Ci venderemo le mogli senza farci i milioni
quattro scatti in lingerie e dieci senza
in diretta per quattro gatti, l’ego che si rafforza
gli amici saranno migliaia, come dire nessuno
se ci ordinassero di parlare mezzora con ognuno, dico
che non ci basterebbe una vita intera. Però è fico
stare sulla bocca di tutti, poi se a qualcuno
non sta bene che s’inginocchi pure sulla terrazza
del palazzo in costruzione nella periferia di Cosenza
li non c’è anima viva che gira di notte tra i condomini.

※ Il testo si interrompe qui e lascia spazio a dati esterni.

//! Remote collaborator seams: the session platform and the notification sink.

mod types;

pub use types::{
    AgentInfo, AgentMode, GlobalConfig, MessagePart, MessageRecord, PromptRequest, Role,
    SessionRecord,
};

use crate::error::Result;
use async_trait::async_trait;

/// The remote agent-session platform.
///
/// Every call is a suspension point; implementations map transport failures
/// to [`crate::Error::Remote`].
#[async_trait]
pub trait SessionApi: Send + Sync {
    /// Create a child session under `parent_id`. The returned record's id
    /// becomes the delegation id.
    async fn create_session(&self, parent_id: &str, title: &str) -> Result<SessionRecord>;

    /// Send a prompt into a session. Resolves when the prompt is accepted,
    /// not when the session finishes working on it.
    async fn send_prompt(&self, session_id: &str, req: PromptRequest) -> Result<()>;

    /// Best-effort abort of a session's current work.
    async fn abort_session(&self, session_id: &str) -> Result<()>;

    /// Ordered transcript of a session.
    async fn list_messages(&self, session_id: &str) -> Result<Vec<MessageRecord>>;

    /// Child sessions of a parent.
    async fn list_children(&self, parent_id: &str) -> Result<Vec<SessionRecord>>;

    /// Available agents.
    async fn list_agents(&self) -> Result<Vec<AgentInfo>>;

    /// Global platform configuration (default model etc).
    async fn global_config(&self) -> Result<GlobalConfig>;
}

/// Delivers notifications back into sessions.
///
/// `deliver` must return once the message is handed off; it must never wait
/// for the target session's own generation turn, or a parent that is
/// mid-generation would deadlock its delegations' completion path.
#[async_trait]
pub trait NotificationSink: Send + Sync {
    /// Deliver `text` into `session_id` as a system message. `no_reply`
    /// marks the message as not expecting a response.
    async fn deliver(&self, session_id: &str, text: &str, no_reply: bool) -> Result<()>;

    /// Show a transient UI toast. Best-effort.
    async fn toast(&self, title: &str, body: &str) -> Result<()>;
}
//! AI-based result analysis for completed delegations.
//!
//! Resolves the analysis model to an endpoint and API key through the local
//! catalog stores, renders the session transcript into a fixed review prompt,
//! and runs a single bounded completion call. Each invocation can leave a
//! JSON audit record on disk.

use crate::api::{MessagePart, MessageRecord, Role};
use crate::catalog::{CredentialStore, ModelCatalog};
use crate::delegation::Delegation;
use crate::error::{Error, Result};
use crate::format::{sortable_timestamp, truncate};
use crate::model::ModelRef;
use async_trait::async_trait;
use serde::{Deserialize, Serialize};
use std::path::Path;
use std::time::Duration;
use tracing::warn;

/// Max characters of a reasoning or tool-result part shown in transcripts.
const PREVIEW_LEN: usize = 400;

/// HTTP request timeout for the completion call.
const REQUEST_TIMEOUT: Duration = Duration::from_secs(120);
/// Connection timeout.
const CONNECT_TIMEOUT: Duration = Duration::from_secs(10);

const ANALYSIS_PROMPT: &str = "\
You are reviewing the output of a delegated background task performed by an \
AI agent. Assess the transcript below against the original request and report:

1. Missed requirements: anything the request asked for that was not done.
2. Incorrect assumptions: places the agent guessed wrongly instead of checking.
3. Abandoned work: threads the agent started and silently dropped.
4. Regressions: changes likely to have broken previously working behavior.
5. Strengths: what the agent did well.
6. Termination quality: did the task end at a sensible stopping point?
7. Overall reliability verdict: can the result be trusted as-is?
8. Recommended next action for the requester.

## Task metadata
Agent: {agent}
Status: {status}
Duration: {duration}

## Original request
{prompt}

## Transcript
{transcript}
";

/// A single text completion against an OpenAI-compatible endpoint.
#[async_trait]
pub trait CompletionApi: Send + Sync {
    async fn complete(
        &self,
        model: &str,
        base_url: &str,
        api_key: &str,
        prompt: &str,
    ) -> Result<String>;
}

/// Production `CompletionApi` over `reqwest`.
pub struct HttpCompletion {
    client: reqwest::Client,
}

impl std::fmt::Debug for HttpCompletion {
    fn fmt(&self, f: &mut std::fmt::Formatter<'_>) -> std::fmt::Result {
        f.debug_struct("HttpCompletion").finish()
    }
}

impl HttpCompletion {
    pub fn new() -> Self {
        let client = reqwest::Client::builder()
            .timeout(REQUEST_TIMEOUT)
            .connect_timeout(CONNECT_TIMEOUT)
            .build()
            .unwrap_or_else(|_| reqwest::Client::new());
        Self { client }
    }
}

impl Default for HttpCompletion {
    fn default() -> Self {
        Self::new()
    }
}

#[async_trait]
impl CompletionApi for HttpCompletion {
    async fn complete(
        &self,
        model: &str,
        base_url: &str,
        api_key: &str,
        prompt: &str,
    ) -> Result<String> {
        let url = format!("{}/chat/completions", base_url.trim_end_matches('/'));
        let body = serde_json::json!({
            "model": model,
            "messages": [{"role": "user", "content": prompt}],
        });

        let response = self
            .client
            .post(&url)
            .bearer_auth(api_key)
            .json(&body)
            .send()
            .await
            .map_err(|e| Error::Remote(format!("completion request failed: {e}")))?;

        if !response.status().is_success() {
            return Err(Error::Remote(format!(
                "completion API error: {}",
                response.status()
            )));
        }

        let value: serde_json::Value = response
            .json()
            .await
            .map_err(|e| Error::Remote(format!("completion response parse failed: {e}")))?;

        value["choices"][0]["message"]["content"]
            .as_str()
            .map(String::from)
            .ok_or_else(|| Error::Remote("completion response had no content".to_string()))
    }
}

/// Render a transcript as role-tagged plain text.
pub fn format_transcript(messages: &[MessageRecord]) -> String {
    let mut out = String::new();
    for msg in messages {
        let role = match msg.role {
            Role::System => "system",
            Role::User => "user",
            Role::Assistant => "assistant",
        };
        out.push_str(&format!("[{role}]\n"));
        for part in &msg.parts {
            match part {
                MessagePart::Text { text } => {
                    out.push_str(text);
                    out.push('\n');
                }
                MessagePart::Reasoning { text } => {
                    out.push_str(&format!("(reasoning) {}\n", truncate(text, PREVIEW_LEN)));
                }
                MessagePart::ToolCall { name, .. } => {
                    out.push_str(&format!("(tool call: {name})\n"));
                }
                MessagePart::ToolResult {
                    content, is_error, ..
                } => {
                    let tag = if *is_error { "tool error" } else { "tool result" };
                    out.push_str(&format!("({tag}) {}\n", truncate(content, PREVIEW_LEN)));
                }
                MessagePart::File { path, .. } => {
                    out.push_str(&format!("(file: {path})\n"));
                }
                MessagePart::Patch { .. } => out.push_str("(patch)\n"),
                MessagePart::Snapshot { .. } => out.push_str("(snapshot)\n"),
                MessagePart::AgentSwitch { agent } => {
                    out.push_str(&format!("(agent switch: {agent})\n"));
                }
            }
        }
        out.push('\n');
    }
    out
}

fn render_prompt(delegation: &Delegation, transcript: &str) -> String {
    ANALYSIS_PROMPT
        .replace("{agent}", &delegation.agent)
        .replace("{status}", &delegation.status.to_string())
        .replace("{duration}", &delegation.duration_string())
        .replace("{prompt}", &delegation.prompt)
        .replace("{transcript}", transcript)
}

/// One audit record per analysis invocation.
#[derive(Debug, Serialize, Deserialize)]
pub struct AuditRecord {
    pub timestamp: String,
    pub delegation_id: String,
    pub model: String,
    pub status: String,
    pub duration_ms: u64,
    #[serde(skip_serializing_if = "Option::is_none")]
    pub result: Option<String>,
    #[serde(skip_serializing_if = "Option::is_none")]
    pub error: Option<String>,
}

fn write_audit_record(log_dir: &Path, record: &AuditRecord) {
    let write = || -> std::io::Result<()> {
        std::fs::create_dir_all(log_dir)?;
        let filename = format!(
            "analysis-{}-{}.json",
            record.delegation_id, record.timestamp
        );
        let content = serde_json::to_string_pretty(record)?;
        std::fs::write(log_dir.join(filename), content)
    };
    if let Err(e) = write() {
        warn!(error = %e, "failed to write analysis audit record");
    }
}

/// Run the analysis for one delegation.
///
/// `messages` is the delegation session's transcript; `model` has already
/// been resolved through the fallback chain by the caller.
pub async fn analyze(
    delegation: &Delegation,
    messages: &[MessageRecord],
    model: &ModelRef,
    catalog: &ModelCatalog,
    credentials: &CredentialStore,
    completion: &dyn CompletionApi,
    timeout: Duration,
    audit_dir: Option<&Path>,
) -> Result<String> {
    let base_url = catalog
        .resolve(model)
        .map_err(|e| Error::AnalysisConfig(e.to_string()))?;
    let api_key = credentials
        .api_key(&model.provider)
        .map_err(|e| Error::AnalysisConfig(e.to_string()))?;

    let prompt = render_prompt(delegation, &format_transcript(messages));

    let started = std::time::Instant::now();
    let outcome = match tokio::time::timeout(
        timeout,
        completion.complete(&model.model, &base_url, &api_key, &prompt),
    )
    .await
    {
        Ok(result) => result,
        Err(_) => Err(Error::AnalysisTimeout),
    };
    let duration_ms = started.elapsed().as_millis() as u64;

    if let Some(dir) = audit_dir {
        let record = AuditRecord {
            timestamp: sortable_timestamp(),
            delegation_id: delegation.id.clone(),
            model: model.to_string(),
            status: if outcome.is_ok() { "success" } else { "error" }.to_string(),
            duration_ms,
            result: outcome.as_ref().ok().cloned(),
            error: outcome.as_ref().err().map(ToString::to_string),
        };
        write_audit_record(dir, &record);
    }

    outcome
}

#[cfg(test)]
mod tests {
    use super::*;
    use crate::catalog::Credentials;
    use crate::delegation::DelegationStatus;
    use chrono::{TimeZone, Utc};
    use std::sync::Mutex;

    struct FakeCompletion {
        reply: std::result::Result<String, String>,
        calls: Mutex<Vec<(String, String, String)>>,
    }

    #[async_trait]
    impl CompletionApi for FakeCompletion {
        async fn complete(
            &self,
            model: &str,
            base_url: &str,
            _api_key: &str,
            prompt: &str,
        ) -> Result<String> {
            self.calls
                .lock()
                .unwrap()
                .push((model.into(), base_url.into(), prompt.into()));
            self.reply.clone().map_err(Error::Remote)
        }
    }

    struct HangingCompletion;

    #[async_trait]
    impl CompletionApi for HangingCompletion {
        async fn complete(&self, _: &str, _: &str, _: &str, _: &str) -> Result<String> {
            futures::future::pending().await
        }
    }

    fn sample_delegation() -> Delegation {
        let started = Utc.timestamp_opt(1_700_000_000, 0).unwrap();
        Delegation {
            id: "d1".into(),
            parent_session_id: "parent".into(),
            parent_message_id: "msg".into(),
            parent_agent: "build".into(),
            parent_model: None,
            agent: "explore".into(),
            prompt: "map the crate layout".into(),
            model: None,
            status: DelegationStatus::Completed,
            started_at: started,
            completed_at: Some(started + chrono::Duration::seconds(30)),
            error: None,
            title: None,
            description: None,
            progress: crate::delegation::Progress::default(),
        }
    }

    fn stores(dir: &Path) -> (ModelCatalog, CredentialStore) {
        std::fs::write(
            dir.join("models.json"),
            r#"{"anthropic": {"base_url": "https://api.example.com/v1"}}"#,
        )
        .unwrap();
        let store = CredentialStore::at(dir.join("auth.json"));
        store
            .save("anthropic", Credentials::ApiKey { key: "sk-1".into() })
            .unwrap();
        (ModelCatalog::at(dir.join("models.json")), store)
    }

    fn sample_messages() -> Vec<MessageRecord> {
        vec![MessageRecord {
            id: "m1".into(),
            session_id: "d1".into(),
            role: Role::Assistant,
            time: "2026-01-01T00:00:00Z".into(),
            model: None,
            parts: vec![
                MessagePart::Reasoning {
                    text: "r".repeat(500),
                },
                MessagePart::Text {
                    text: "Crate has 4 modules.".into(),
                },
            ],
        }]
    }

    #[test]
    fn test_transcript_truncates_reasoning() {
        let transcript = format_transcript(&sample_messages());
        assert!(transcript.contains("[assistant]"));
        assert!(transcript.contains("Crate has 4 modules."));
        assert!(transcript.contains(&format!("{}...", "r".repeat(400))));
        assert!(!transcript.contains(&"r".repeat(401)));
    }

    #[tokio::test]
    async fn test_analyze_success_writes_audit_record() {
        let dir = tempfile::tempdir().unwrap();
        let (catalog, credentials) = stores(dir.path());
        let completion = FakeCompletion {
            reply: Ok("looks solid".into()),
            calls: Mutex::new(Vec::new()),
        };
        let model = ModelRef::parse("anthropic/claude-sonnet-4").unwrap();
        let log_dir = dir.path().join("analysis");

        let result = analyze(
            &sample_delegation(),
            &sample_messages(),
            &model,
            &catalog,
            &credentials,
            &completion,
            Duration::from_secs(60),
            Some(&log_dir),
        )
        .await
        .unwrap();
        assert_eq!(result, "looks solid");

        // Prompt carried metadata and transcript
        let calls = completion.calls.lock().unwrap();
        assert_eq!(calls[0].0, "claude-sonnet-4");
        assert_eq!(calls[0].1, "https://api.example.com/v1");
        assert!(calls[0].2.contains("map the crate layout"));
        assert!(calls[0].2.contains("Crate has 4 modules."));

        let entries: Vec<_> = std::fs::read_dir(&log_dir).unwrap().collect();
        assert_eq!(entries.len(), 1);
        let name = entries[0].as_ref().unwrap().file_name();
        assert!(name.to_string_lossy().starts_with("analysis-d1-"));
        let record: AuditRecord = serde_json::from_str(
            &std::fs::read_to_string(entries[0].as_ref().unwrap().path()).unwrap(),
        )
        .unwrap();
        assert_eq!(record.status, "success");
        assert_eq!(record.result.as_deref(), Some("looks solid"));
    }

    #[tokio::test]
    async fn test_analyze_missing_provider_is_config_error() {
        let dir = tempfile::tempdir().unwrap();
        let (catalog, credentials) = stores(dir.path());
        let completion = FakeCompletion {
            reply: Ok("unused".into()),
            calls: Mutex::new(Vec::new()),
        };
        let model = ModelRef::parse("unknown/model").unwrap();

        let err = analyze(
            &sample_delegation(),
            &[],
            &model,
            &catalog,
            &credentials,
            &completion,
            Duration::from_secs(60),
            None,
        )
        .await
        .unwrap_err();
        assert!(matches!(err, Error::AnalysisConfig(_)));
    }

    #[tokio::test(start_paused = true)]
    async fn test_analyze_timeout() {
        let dir = tempfile::tempdir().unwrap();
        let (catalog, credentials) = stores(dir.path());
        let model = ModelRef::parse("anthropic/claude-sonnet-4").unwrap();
        let log_dir = dir.path().join("analysis");

        let err = analyze(
            &sample_delegation(),
            &[],
            &model,
            &catalog,
            &credentials,
            &HangingCompletion,
            Duration::from_secs(60),
            Some(&log_dir),
        )
        .await
        .unwrap_err();
        assert!(matches!(err, Error::AnalysisTimeout));

        // Failure is audited too
        let entries: Vec<_> = std::fs::read_dir(&log_dir).unwrap().collect();
        assert_eq!(entries.len(), 1);
    }
}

Eppure amica che mi leggi dall’altra parte dello schermo
c’è una metà che parla e l’altra che tace, quale
non so dirlo, le immagini scorrono veloci
come venti soffiati in un imbuto, che acquistano calore
col soffio delle parole, ciò che è stato muto
ora parla la lingua del futuro di fianco e a lato
del tempo rallentato. Puoi vederci il cielo e il colore
delle azalee, l’alba in un buongiorno, le croci
infinite del cuore lenite da un unguento, il sale
evaporare dalle acque e gli uccelli volare in stormo.
L’immaginazione nel ritmo della dita, infinita
come può esserla se liberata dal tappo del dolore
che ci ha stretto e impolverati alla rossa cenere
del vulcano in eruzione. Anime libere in corpi
imperfetti che tramontano tra le rughe di un cielo
vermiglio. Vedremo altre stagioni, qualche gelo
il caldo d’agosto e le nebbie delle valli, le alpi
e il mare a ridosso dell’Africa. Venere
sarà bassa all’orizzonte, che importa se il cuore
riposa, se ciò che pulsa è l’essenza della vita.

Commenti
Se qualcuno ascolta o conta, se qualcuno canta e non incespica nel tramestio del nulla a cui a volte ci si abbandona, allora forse una poesia sarà ascoltata e amata, come certe cose che accadono dentro e fuori, il lato sarà scoperto e riposte come risposte rime e paure, cadranno dentro le speranze.
In fondo ogni cielo ha un nome, tocca solo scoprire quale lettera ci è stata assegnata e inserirla nella casella dell'arrivo, un punto fermo, un dado, un tappeto a caselle distanti e aperte agli occhi, dentro, puoi trovarci le primule, sono loro che colorano le primavere, prima ancora che nel cielo un bambino disegni il segno a matita nero, di una rondine in volo permanente.
Ciao mybackpages,meravigl iosa poesia.
Da leggere e ascoltare.
Il limite che la realtà comporta, le sue regole , gli schemi sociali , invece di sicuro costringono
l'anima e il cuore a percorrere vie che non sempre sono quelle che vogliamo, ma che solo dobbiamo.
la tua poesia è ricca d'immagini, sensazioni, sentimenti struggenti; il battito forte del cuore non ce lo risparmi mai!